#### RECORDS FOR THE TASK

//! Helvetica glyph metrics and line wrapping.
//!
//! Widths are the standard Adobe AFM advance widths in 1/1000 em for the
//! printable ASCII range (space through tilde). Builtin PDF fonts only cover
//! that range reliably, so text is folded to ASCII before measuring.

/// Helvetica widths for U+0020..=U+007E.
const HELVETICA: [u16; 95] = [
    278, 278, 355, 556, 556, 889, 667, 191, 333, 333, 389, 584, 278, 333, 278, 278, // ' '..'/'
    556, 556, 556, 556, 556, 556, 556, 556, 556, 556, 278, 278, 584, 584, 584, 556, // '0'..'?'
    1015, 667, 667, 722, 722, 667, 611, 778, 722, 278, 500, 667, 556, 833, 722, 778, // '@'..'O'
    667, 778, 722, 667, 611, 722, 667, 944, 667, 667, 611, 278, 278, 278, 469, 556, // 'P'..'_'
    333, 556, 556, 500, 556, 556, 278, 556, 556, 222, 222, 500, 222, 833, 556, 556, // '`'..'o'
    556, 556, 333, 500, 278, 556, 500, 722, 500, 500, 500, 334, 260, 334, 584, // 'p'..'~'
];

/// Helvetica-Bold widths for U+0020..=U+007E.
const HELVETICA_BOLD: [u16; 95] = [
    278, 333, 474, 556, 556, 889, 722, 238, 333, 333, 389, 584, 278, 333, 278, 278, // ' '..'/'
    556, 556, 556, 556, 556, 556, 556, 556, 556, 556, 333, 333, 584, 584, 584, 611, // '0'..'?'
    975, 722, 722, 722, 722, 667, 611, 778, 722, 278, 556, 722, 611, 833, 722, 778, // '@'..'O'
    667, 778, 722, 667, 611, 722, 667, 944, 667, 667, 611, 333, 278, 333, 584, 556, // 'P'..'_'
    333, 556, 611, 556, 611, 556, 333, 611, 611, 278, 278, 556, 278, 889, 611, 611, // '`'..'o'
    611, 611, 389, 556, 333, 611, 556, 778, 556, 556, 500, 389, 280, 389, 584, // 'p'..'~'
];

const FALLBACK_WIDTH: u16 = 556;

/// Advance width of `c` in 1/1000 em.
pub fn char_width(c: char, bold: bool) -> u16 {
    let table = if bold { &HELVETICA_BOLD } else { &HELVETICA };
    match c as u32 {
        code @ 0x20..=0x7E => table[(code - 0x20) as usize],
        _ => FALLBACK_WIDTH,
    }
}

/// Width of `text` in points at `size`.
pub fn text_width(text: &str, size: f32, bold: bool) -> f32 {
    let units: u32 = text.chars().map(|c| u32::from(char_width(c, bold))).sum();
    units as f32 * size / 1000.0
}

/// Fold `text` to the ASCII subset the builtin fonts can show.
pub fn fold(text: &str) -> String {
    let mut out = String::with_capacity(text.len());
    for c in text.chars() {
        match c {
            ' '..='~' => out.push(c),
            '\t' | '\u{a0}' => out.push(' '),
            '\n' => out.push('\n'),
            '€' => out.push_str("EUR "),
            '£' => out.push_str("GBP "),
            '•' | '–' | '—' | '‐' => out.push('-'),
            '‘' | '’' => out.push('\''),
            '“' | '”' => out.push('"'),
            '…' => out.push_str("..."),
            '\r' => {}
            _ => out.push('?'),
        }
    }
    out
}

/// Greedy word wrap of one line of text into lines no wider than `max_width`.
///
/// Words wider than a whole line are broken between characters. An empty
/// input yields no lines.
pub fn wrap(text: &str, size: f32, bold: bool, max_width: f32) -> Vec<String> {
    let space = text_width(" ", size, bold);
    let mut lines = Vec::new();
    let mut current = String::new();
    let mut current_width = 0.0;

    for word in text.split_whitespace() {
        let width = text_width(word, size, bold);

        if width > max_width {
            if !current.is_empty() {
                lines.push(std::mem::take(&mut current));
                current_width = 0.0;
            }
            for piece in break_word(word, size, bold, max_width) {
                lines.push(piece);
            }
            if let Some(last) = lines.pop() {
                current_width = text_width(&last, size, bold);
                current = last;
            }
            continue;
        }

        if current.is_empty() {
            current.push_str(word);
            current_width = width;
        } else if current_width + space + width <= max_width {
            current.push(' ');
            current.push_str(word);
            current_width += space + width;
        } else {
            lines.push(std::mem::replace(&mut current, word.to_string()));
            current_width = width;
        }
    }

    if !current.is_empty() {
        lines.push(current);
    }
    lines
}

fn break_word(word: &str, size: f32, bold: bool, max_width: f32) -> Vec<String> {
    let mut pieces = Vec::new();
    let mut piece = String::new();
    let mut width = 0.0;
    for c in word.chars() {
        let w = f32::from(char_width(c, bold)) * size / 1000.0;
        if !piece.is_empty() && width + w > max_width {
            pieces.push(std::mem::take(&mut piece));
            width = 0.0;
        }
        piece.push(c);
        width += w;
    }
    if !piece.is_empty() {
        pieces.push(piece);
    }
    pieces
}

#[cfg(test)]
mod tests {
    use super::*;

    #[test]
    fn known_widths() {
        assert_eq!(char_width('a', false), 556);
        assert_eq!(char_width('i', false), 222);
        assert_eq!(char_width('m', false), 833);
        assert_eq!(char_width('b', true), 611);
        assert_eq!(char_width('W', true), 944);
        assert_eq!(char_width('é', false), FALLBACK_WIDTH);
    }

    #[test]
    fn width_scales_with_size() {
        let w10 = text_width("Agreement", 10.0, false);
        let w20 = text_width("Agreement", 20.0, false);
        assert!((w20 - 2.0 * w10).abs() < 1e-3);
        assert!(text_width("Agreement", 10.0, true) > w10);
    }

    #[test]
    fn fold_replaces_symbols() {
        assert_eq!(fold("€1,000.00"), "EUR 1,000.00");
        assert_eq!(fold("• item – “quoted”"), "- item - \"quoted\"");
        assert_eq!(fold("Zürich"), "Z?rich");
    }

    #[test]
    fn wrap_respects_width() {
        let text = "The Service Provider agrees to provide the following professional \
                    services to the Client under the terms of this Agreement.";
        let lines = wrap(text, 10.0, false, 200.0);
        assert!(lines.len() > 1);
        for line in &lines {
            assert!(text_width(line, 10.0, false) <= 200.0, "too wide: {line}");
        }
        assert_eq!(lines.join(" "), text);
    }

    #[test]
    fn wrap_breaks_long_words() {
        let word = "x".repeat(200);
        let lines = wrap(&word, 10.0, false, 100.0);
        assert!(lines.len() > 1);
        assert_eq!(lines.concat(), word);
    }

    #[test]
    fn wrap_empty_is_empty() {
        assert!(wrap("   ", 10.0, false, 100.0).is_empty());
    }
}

########

> _PROBLEM STATEMENT_
Scan the records above for the string "than", then report every line that contains it.

> _EXERCISE RESULT_
/// Greedy word wrap of one line of text into lines no wider than `max_width`.
/// Words wider than a whole line are broken between characters. An empty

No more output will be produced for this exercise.